* TASK PROMPT
Which lines in the entries below contain the string "shared"? Show each of them in full.

━━━━━━━━━━━━━━━━━━━━━━━━━━━━━━

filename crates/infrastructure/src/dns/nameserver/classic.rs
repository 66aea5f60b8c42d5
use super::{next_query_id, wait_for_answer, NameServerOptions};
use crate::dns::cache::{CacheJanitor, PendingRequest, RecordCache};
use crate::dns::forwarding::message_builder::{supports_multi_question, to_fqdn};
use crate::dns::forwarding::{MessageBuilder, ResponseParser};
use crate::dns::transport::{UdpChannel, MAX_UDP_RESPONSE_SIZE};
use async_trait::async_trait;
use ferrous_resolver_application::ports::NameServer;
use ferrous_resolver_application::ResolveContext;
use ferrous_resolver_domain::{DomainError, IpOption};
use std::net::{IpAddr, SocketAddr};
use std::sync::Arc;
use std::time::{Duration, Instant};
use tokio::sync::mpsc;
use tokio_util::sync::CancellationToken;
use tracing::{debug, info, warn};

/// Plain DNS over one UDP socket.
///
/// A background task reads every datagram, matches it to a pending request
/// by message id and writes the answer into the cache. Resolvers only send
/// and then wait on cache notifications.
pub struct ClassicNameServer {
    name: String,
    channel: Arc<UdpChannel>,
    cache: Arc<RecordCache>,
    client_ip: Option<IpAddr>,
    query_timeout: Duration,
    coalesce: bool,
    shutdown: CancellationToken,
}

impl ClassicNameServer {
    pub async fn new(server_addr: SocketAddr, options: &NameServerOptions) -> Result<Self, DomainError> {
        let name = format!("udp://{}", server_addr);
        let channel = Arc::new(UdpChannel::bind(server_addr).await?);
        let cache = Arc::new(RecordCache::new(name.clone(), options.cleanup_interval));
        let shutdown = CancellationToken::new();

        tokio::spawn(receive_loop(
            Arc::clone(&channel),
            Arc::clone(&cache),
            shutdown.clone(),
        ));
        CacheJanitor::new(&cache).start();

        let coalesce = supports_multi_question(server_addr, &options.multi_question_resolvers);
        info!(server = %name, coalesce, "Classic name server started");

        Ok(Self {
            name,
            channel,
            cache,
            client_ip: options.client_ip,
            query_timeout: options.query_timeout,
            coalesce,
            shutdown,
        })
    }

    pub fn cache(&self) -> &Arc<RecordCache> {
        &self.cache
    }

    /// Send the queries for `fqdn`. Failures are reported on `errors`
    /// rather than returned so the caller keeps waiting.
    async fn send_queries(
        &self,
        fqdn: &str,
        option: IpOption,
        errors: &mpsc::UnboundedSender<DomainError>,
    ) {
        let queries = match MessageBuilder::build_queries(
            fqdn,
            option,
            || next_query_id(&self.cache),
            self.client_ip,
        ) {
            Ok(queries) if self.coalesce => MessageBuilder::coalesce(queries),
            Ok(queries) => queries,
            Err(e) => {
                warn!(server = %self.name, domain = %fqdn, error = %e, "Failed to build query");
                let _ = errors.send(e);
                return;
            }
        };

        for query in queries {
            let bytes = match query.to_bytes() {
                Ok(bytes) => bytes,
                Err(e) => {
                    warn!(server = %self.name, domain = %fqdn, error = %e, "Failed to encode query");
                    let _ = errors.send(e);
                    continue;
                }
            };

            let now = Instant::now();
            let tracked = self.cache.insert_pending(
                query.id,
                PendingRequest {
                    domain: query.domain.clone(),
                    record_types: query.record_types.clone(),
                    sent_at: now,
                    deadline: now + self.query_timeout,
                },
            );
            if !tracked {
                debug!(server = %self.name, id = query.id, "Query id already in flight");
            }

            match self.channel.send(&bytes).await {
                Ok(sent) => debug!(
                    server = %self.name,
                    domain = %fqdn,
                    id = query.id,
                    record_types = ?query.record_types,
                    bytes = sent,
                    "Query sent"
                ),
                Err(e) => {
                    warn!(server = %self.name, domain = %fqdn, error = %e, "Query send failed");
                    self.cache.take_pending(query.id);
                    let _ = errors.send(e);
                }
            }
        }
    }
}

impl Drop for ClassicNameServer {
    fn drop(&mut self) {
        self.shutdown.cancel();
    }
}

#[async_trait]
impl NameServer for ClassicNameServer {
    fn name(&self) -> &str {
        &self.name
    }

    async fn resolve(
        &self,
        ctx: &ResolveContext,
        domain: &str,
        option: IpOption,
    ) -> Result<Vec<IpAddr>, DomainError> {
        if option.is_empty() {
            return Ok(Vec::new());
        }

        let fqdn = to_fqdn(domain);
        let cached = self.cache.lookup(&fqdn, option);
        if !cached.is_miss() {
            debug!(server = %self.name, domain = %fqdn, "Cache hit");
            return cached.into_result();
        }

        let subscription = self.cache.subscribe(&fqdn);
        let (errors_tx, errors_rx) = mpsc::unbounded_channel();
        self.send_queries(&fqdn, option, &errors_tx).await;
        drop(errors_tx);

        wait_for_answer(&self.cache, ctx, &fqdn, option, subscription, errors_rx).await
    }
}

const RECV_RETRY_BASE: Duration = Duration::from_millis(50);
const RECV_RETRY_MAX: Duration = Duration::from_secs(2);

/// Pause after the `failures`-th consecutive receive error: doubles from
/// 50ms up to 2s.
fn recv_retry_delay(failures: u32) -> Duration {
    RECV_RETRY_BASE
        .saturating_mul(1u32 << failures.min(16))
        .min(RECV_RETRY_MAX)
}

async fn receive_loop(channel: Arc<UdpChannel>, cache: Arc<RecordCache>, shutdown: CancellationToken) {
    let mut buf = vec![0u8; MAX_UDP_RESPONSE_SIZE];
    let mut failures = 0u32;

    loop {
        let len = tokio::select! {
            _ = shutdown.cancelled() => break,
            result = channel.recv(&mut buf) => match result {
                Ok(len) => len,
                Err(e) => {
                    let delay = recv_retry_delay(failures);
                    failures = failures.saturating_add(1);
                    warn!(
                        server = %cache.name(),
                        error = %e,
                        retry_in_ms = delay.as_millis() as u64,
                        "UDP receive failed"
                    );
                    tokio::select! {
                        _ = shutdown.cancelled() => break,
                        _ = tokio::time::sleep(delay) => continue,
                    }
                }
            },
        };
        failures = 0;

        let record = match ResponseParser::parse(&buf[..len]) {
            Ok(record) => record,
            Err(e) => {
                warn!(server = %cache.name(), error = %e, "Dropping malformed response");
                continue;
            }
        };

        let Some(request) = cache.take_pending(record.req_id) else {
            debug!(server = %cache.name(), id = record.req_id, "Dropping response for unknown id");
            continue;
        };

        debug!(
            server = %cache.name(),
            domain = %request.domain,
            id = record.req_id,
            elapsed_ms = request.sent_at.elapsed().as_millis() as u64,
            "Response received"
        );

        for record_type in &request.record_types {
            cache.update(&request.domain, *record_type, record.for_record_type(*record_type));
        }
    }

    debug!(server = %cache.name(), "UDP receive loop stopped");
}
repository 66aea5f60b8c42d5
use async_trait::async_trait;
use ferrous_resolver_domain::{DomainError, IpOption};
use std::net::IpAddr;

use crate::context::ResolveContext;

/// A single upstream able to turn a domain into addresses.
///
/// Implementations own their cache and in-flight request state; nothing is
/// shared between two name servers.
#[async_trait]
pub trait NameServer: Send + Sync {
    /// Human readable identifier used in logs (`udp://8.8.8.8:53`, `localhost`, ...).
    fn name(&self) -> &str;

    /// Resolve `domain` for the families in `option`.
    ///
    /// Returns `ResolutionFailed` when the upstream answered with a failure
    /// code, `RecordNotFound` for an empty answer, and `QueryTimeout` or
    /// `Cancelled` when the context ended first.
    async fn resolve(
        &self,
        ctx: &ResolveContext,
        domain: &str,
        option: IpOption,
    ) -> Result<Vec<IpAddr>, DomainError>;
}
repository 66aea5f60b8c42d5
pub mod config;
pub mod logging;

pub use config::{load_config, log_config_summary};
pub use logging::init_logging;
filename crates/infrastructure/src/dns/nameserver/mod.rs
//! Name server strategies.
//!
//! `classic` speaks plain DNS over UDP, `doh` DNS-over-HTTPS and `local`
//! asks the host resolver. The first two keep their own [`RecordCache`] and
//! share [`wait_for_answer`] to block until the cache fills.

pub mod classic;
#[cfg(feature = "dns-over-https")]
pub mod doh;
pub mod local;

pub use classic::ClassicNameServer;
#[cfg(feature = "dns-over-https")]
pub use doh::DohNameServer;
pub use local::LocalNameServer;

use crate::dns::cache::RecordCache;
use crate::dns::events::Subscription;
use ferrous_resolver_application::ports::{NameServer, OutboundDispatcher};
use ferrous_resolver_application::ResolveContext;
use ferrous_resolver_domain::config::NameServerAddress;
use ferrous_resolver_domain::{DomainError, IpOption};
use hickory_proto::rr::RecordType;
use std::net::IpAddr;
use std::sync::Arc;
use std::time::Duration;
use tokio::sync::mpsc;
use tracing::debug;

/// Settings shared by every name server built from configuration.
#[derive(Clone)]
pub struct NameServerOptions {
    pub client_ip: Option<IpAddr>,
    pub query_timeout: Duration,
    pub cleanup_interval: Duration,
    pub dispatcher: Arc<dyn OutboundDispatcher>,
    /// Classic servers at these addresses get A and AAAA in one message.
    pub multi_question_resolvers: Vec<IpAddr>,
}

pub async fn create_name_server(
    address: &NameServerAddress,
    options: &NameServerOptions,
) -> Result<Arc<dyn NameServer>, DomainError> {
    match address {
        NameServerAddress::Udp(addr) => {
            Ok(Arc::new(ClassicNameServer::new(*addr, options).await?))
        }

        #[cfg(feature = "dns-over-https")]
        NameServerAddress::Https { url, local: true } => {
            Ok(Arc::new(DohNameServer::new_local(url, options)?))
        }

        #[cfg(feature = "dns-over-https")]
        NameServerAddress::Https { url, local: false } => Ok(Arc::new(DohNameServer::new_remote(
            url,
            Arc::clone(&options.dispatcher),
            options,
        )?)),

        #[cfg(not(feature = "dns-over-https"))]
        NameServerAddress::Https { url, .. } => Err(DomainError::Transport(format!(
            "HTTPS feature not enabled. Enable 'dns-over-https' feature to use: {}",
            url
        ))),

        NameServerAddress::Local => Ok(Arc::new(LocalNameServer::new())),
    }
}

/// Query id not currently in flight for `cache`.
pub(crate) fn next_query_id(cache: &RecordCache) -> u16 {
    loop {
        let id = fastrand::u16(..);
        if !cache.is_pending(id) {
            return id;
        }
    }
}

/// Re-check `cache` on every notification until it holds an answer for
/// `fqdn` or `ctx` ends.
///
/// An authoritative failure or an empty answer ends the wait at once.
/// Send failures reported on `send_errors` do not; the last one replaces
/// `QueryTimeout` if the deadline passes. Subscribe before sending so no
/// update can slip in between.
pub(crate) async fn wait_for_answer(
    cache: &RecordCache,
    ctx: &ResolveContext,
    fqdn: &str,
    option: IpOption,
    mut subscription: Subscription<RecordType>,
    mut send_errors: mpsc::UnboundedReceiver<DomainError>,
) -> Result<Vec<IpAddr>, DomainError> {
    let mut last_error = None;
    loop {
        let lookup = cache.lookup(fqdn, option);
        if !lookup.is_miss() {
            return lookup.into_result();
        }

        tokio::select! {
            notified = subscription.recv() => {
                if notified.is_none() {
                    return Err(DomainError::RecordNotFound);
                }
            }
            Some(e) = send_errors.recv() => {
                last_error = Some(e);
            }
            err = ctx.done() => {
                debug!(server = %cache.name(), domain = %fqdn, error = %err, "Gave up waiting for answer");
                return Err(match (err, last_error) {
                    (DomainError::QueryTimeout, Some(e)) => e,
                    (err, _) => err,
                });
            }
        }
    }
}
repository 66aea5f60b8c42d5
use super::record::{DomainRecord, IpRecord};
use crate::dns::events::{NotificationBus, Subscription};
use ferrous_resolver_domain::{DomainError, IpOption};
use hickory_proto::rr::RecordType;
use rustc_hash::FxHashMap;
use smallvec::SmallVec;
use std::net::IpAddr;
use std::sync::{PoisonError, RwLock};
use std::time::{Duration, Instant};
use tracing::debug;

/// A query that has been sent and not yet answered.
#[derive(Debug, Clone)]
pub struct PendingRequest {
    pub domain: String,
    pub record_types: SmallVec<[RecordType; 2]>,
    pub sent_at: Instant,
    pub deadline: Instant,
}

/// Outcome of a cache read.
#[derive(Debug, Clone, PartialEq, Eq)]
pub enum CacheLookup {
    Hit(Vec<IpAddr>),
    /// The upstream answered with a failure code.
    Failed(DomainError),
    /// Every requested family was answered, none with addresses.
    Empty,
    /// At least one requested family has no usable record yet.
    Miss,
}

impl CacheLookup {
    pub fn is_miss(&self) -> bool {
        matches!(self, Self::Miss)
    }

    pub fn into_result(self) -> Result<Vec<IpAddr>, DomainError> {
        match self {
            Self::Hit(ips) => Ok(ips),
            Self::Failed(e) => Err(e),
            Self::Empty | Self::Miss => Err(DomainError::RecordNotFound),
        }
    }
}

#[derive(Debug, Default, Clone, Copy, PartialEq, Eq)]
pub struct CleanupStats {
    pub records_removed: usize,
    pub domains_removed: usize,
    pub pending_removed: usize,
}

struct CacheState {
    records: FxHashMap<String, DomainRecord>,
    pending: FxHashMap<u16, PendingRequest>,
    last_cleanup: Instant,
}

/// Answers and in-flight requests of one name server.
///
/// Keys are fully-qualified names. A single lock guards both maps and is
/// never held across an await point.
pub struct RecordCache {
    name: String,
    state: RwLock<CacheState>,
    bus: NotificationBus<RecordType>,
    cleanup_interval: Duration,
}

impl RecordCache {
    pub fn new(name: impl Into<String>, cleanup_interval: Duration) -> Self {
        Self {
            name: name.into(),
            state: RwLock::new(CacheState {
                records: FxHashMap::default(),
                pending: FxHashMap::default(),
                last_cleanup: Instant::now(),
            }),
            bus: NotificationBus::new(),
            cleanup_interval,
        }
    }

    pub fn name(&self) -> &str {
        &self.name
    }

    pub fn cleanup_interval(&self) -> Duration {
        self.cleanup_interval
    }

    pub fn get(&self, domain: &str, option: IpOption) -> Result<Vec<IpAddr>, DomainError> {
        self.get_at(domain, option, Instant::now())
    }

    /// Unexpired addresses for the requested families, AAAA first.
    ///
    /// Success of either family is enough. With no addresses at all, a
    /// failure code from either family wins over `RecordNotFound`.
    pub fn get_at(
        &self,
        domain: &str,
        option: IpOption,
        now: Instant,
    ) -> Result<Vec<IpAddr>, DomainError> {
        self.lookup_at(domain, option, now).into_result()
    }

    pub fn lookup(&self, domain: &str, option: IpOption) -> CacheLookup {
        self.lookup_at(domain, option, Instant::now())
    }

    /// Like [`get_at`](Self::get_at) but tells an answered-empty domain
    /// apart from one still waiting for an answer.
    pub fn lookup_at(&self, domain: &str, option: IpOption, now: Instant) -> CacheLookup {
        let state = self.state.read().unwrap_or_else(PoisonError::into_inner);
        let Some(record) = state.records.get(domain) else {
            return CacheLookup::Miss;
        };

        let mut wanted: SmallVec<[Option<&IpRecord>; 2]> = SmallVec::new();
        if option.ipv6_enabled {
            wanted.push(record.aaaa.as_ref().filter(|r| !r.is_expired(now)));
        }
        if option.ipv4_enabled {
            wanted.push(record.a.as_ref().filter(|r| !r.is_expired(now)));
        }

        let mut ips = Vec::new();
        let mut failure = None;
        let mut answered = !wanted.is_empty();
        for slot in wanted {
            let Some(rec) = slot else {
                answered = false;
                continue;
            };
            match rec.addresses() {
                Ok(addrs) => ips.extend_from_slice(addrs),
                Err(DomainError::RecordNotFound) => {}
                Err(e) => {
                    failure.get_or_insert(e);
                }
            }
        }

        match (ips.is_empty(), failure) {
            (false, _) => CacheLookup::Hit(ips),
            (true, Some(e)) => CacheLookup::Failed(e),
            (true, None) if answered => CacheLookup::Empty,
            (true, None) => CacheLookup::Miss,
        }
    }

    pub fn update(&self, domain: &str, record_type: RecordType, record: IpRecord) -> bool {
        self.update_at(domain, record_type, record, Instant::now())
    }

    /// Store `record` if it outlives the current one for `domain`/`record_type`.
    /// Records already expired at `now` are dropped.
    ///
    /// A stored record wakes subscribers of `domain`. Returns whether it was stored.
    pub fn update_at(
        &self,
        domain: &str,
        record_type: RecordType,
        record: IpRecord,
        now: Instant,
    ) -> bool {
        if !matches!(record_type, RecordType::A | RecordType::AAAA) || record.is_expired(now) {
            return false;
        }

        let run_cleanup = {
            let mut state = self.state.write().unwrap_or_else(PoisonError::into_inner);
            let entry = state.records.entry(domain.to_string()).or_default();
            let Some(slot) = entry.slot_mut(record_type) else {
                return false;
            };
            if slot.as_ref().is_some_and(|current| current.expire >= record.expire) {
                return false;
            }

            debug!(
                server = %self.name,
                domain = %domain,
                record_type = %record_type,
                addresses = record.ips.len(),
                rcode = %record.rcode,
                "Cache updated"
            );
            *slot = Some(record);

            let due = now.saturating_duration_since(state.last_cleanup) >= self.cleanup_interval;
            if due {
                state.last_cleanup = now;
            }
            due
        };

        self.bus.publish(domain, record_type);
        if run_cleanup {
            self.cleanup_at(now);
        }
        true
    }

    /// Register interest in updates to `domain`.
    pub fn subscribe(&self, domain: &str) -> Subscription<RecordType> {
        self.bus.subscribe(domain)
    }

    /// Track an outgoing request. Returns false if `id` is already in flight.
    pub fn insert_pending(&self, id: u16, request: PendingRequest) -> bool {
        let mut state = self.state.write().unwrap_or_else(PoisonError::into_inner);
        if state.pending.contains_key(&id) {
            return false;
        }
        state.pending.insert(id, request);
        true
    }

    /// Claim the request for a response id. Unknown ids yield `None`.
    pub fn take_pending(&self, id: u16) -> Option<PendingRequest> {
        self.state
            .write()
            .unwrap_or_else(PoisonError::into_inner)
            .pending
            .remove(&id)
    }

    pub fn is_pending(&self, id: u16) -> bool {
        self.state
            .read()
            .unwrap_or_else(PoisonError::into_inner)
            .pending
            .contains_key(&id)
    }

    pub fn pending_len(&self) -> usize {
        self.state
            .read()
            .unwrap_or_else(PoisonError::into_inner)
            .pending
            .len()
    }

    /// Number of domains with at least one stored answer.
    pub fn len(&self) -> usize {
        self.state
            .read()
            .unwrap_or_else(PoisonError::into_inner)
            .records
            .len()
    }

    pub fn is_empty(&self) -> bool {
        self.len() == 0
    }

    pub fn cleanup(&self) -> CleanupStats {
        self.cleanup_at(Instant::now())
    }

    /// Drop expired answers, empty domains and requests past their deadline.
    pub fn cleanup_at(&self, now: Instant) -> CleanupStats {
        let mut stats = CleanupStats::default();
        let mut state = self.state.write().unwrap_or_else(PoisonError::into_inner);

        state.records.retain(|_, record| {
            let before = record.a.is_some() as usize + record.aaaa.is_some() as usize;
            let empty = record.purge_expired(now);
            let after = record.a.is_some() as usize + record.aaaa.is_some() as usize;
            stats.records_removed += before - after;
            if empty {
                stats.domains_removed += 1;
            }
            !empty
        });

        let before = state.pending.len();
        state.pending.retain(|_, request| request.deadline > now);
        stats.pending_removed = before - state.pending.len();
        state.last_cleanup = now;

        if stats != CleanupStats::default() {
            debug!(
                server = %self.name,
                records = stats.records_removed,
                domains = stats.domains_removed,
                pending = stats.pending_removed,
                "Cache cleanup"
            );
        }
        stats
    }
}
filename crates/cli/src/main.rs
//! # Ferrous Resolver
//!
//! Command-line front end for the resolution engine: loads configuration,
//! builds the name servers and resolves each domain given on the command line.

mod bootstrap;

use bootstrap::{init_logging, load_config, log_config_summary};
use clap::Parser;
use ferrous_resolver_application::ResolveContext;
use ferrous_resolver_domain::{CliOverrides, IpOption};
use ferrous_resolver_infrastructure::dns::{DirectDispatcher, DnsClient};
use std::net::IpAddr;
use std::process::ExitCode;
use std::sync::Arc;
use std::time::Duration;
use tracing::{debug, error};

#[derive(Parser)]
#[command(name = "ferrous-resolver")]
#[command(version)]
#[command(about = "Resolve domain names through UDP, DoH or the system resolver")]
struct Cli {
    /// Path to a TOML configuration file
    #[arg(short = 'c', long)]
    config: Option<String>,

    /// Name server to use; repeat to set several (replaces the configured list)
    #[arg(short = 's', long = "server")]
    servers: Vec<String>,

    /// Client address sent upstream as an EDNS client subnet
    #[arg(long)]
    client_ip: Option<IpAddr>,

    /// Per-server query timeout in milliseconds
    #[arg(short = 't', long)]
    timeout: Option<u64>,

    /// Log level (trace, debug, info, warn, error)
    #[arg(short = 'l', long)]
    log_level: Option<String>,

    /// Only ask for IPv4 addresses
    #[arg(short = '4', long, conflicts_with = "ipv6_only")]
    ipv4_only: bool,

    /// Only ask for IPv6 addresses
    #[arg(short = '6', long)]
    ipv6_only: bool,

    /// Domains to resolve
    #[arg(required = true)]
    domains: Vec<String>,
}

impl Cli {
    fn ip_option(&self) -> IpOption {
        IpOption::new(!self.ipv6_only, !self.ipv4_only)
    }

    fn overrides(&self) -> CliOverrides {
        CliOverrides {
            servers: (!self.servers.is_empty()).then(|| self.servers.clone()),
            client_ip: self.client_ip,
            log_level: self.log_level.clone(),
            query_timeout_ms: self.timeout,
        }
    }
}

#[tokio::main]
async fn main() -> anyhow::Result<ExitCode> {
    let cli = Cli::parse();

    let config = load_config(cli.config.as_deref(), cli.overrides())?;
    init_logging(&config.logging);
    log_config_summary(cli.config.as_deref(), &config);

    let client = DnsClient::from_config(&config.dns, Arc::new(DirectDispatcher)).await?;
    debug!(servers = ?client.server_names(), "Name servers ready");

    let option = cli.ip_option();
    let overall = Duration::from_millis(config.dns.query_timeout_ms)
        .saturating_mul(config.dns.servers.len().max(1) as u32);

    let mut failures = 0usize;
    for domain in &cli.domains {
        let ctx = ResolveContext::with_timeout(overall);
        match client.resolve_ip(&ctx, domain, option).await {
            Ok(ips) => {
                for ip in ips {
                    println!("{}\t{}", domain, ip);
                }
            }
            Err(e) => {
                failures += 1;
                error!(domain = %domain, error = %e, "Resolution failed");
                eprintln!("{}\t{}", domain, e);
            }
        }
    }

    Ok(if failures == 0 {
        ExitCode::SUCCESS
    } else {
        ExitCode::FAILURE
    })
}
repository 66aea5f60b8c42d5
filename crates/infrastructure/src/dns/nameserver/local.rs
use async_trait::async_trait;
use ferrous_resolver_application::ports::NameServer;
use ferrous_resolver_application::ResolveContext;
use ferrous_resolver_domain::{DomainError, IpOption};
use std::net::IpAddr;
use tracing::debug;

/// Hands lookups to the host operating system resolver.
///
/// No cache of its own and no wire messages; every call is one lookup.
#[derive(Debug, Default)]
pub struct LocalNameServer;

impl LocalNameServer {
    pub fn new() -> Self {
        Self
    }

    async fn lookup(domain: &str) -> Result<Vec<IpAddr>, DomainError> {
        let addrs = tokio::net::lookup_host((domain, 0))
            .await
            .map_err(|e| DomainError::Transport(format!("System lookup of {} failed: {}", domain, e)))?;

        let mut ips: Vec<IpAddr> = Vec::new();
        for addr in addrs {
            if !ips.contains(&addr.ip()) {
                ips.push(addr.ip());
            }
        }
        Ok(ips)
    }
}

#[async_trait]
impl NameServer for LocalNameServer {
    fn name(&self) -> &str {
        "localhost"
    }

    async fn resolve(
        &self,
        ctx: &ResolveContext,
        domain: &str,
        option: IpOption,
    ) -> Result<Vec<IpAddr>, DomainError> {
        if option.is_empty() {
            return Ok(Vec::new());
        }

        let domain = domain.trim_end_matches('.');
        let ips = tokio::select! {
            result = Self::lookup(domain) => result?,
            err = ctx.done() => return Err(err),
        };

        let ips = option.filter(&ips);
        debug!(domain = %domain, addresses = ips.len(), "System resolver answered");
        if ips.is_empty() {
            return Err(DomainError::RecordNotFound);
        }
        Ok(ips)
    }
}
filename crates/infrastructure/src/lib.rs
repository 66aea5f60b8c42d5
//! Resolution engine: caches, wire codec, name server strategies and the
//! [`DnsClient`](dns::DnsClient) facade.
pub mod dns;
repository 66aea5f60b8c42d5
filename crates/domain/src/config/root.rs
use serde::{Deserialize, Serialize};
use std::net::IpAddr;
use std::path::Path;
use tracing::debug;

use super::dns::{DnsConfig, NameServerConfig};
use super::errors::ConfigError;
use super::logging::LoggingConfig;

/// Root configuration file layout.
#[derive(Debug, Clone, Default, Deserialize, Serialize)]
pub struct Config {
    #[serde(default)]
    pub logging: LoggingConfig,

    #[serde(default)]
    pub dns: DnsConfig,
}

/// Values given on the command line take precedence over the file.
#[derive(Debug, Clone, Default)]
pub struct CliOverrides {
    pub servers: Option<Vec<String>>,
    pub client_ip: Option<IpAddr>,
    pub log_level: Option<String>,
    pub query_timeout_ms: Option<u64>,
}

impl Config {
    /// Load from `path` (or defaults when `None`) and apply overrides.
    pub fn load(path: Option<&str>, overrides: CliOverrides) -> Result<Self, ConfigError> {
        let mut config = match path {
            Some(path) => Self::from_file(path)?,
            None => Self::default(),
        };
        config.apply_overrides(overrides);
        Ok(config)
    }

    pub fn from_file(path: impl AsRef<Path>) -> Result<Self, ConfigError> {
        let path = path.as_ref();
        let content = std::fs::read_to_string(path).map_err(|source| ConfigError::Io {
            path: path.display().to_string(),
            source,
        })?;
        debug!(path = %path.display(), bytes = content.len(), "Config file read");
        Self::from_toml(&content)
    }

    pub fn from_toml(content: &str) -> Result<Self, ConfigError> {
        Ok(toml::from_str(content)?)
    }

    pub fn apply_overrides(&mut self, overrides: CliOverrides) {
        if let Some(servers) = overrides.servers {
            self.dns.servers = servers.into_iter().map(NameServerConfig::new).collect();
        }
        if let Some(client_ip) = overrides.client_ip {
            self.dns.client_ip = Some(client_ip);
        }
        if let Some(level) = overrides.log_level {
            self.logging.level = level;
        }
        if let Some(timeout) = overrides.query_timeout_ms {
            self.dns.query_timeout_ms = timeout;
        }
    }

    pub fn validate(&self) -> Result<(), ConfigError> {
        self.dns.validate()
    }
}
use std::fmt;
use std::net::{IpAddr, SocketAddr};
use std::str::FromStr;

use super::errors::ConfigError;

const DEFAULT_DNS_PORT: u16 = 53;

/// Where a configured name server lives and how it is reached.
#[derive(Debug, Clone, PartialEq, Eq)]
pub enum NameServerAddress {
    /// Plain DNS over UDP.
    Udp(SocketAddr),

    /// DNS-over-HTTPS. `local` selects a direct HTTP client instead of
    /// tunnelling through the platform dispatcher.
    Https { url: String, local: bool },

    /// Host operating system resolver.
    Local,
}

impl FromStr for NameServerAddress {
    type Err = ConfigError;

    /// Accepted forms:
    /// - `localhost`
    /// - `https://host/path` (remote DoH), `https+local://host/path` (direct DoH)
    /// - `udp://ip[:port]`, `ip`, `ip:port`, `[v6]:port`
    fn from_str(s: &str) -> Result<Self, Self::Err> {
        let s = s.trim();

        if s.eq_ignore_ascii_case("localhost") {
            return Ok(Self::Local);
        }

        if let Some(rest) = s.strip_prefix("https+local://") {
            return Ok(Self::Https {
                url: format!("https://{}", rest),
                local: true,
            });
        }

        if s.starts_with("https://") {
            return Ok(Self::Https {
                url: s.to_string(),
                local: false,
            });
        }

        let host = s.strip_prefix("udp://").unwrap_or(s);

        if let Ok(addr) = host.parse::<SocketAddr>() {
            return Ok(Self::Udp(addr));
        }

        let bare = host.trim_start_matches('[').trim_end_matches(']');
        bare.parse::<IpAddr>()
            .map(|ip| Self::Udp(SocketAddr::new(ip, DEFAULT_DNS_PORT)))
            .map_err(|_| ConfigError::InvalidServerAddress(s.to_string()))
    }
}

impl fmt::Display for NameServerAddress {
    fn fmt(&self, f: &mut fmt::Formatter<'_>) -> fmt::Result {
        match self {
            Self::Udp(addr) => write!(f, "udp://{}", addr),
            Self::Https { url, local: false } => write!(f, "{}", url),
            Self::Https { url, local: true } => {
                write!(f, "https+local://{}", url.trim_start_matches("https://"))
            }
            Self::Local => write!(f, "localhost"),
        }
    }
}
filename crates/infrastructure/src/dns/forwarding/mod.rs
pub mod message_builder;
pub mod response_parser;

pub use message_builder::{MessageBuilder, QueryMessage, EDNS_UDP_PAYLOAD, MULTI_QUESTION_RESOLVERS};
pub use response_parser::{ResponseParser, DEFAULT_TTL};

━━━━━━━━━━━━━━━━━━━━━━━━━━━━━━

* ANSWER BOX
/// shared between two name servers.
/// Settings shared by every name server built from configuration.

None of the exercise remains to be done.